One of three wide releases set to hit domestic multiplexes Friday, “Secretariat” totes a relatively modest production budget and the grossly immodest marketing costs typical of any major studio release. But the frame’s other wide openers look a bit hotter to trot.
The Warner Bros. dramedy “Life as We Know It,” starring Katherine Heigl and Josh Duhamel, should fetch $15 million or more through Sunday, and Rogue Pictures’ 3D horror thriller “My Soul to Take” has at least a shot at the mid-teen millions. “Secretariat” would have to break big in the homestretch to reach similar turf as interest still looked light in Thursday’s tracking data.
“Secretariat” carries a PG rating and a roughly $32 million price tag, but its marketing costs ran to about $50 million because of the standard pricey TV commercials and other media buys. In a strategy reminiscent of last year’s sports drama “The Blind Side,” a supplemental grass-roots campaign tied to the pic’s inspirational subtext has targeted faith-based groups.
Fairly or not, Hollywood’s Monday morning quarterbacks are sure to jump on “Secretariat” if the closely watched pic fails to open well. That’s largely because it’s the second major release for Disney’s new marketing maven MT Carney (following summer disappointment “The Sorcerer’s Apprentice”).
Directed by Randall Wallace (“We Were Soldiers”), “Secretariat” is a 1970s-set sports tale about the famous Triple Crown pursuit. Diane Lane portrays racehorse owner Penny Chenery, and the supporting cast includes John Malkovich, Scott Glenn and James Cromwell. Reviews have been largely positive, but tracking appears soft in all demos. The strongest support is with older women.
Disney distribution boss Chuck Viane said he believes “Secretariat” can open in the teen millions and compete for the weekend winner’s circle.
“It’s looking like a horse race,” Viane said with a chuckle. “But I don’t think that anybody is going to run away with the weekend.”
The clearest historical comparison for “Secretariat” is 2003’s “Seabiscuit,” which bowed with $20.9 million en route to posting $120.8 million domestically.
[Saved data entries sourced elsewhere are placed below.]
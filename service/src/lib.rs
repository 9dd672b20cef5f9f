//! Service contains the business logic of the application.
//!
//! List of available Cargo features:
#![doc = document_features::document_features!()]
#![deny(
    nonstandard_style,
    rust_2018_idioms,
    rustdoc::all,
    trivial_casts,
    trivial_numeric_casts,
    unsafe_code
)]
#![forbid(non_ascii_idents)]
#![warn(
    clippy::allow_attributes,
    clippy::allow_attributes_without_reason,
    clippy::pedantic,
    clippy::wildcard_enum_match_arm,
    deprecated_in_future,
    missing_copy_implementations,
    missing_debug_implementations,
    missing_docs,
    unreachable_pub,
    unused_crate_dependencies,
    unused_import_braces,
    unused_labels,
    unused_lifetimes,
    unused_qualifications,
    unused_results
)]

pub mod command;
pub mod domain;
pub mod infra;
pub mod query;

use std::time::Duration;

use derive_more::Debug;

#[cfg(doc)]
use infra::Database;

pub use self::{command::Command, query::Query};

/// [`Service`] configuration.
#[derive(Clone, Debug)]
pub struct Config {
    /// [`domain::token::Issuer`] signing and verifying access and refresh
    /// tokens.
    #[debug(skip)]
    pub token_issuer: domain::token::Issuer,

    /// [`Duration`] an access token stays valid for.
    pub access_token_ttl: Duration,

    /// [`Duration`] a refresh token (and its [`domain::Session`]) stays valid
    /// for.
    pub refresh_token_ttl: Duration,
}

/// Domain service.
#[derive(Clone, Debug)]
pub struct Service<Db> {
    /// Configuration of this [`Service`].
    config: Config,

    /// [`Database`] of this [`Service`].
    database: Db,
}

impl<Db> Service<Db> {
    /// Creates a new [`Service`] with the provided parameters.
    #[must_use]
    pub const fn new(config: Config, database: Db) -> Self {
        Self { config, database }
    }

    /// Returns [`Config`] of this [`Service`].
    #[must_use]
    pub const fn config(&self) -> &Config {
        &self.config
    }

    /// Returns [`Database`] of this [`Service`].
    #[must_use]
    pub const fn database(&self) -> &Db {
        &self.database
    }
}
Disney staged sneak previews of “Secretariat” in 804 theaters last weekend, with auditoriums at just 59% capacity on average. Of the sneaks patrons, 55% were ages 35 or older and 55% were females, with family and date-couple patrons notably in the mix as well.
Warners offered sneak previews of “Life” in 811 locations last weekend, drawing 60%-capacity audiences comprising more than 70% females and 50% patrons ages 30 or older. Rated PG-13, “Life” was produced for an estimated $35 million, with Village Roadshow co-financing.
“We had a terrific response, and we will keep building the momentum this week,” Warners distribution president Dan Fellman said.
“Soul” should skew much younger than “Secretariat” or “Life” despite the horror pic’s R rating. Universal has distribution rights in the U.S. and Alliance in Canada, with “Soul” set for almost 1,800 3D locations among 2,412 total domestic engagements.
Friday’s limited openers include Overture’s “Stone,” a dramatic thriller starring Robert De Niro, Edward Norton and Milla Jovovich that’s set for exclusive engagements in New York and Los Angeles. The R-rated pic represents the last Overture release before its operations are swept up into Relativity branding.
Sony Pictures Classics unspools the Stephen Frears-directed “Tamara Drewe,” an R-rated comedy starring Gemma Arterton, in two locations in New York and two in L.A. The specialty distributor also will bow the financial-crisis documentary “Inside Job” in a pair of New York theaters.
Industrywide, the frame will be compared with last year’s $110 million session topped by the $34.3 million debut of Uni’s “Couples Retreat.”
Year-to-date box office is pacing 4% ahead of last year, at $8.11 billion.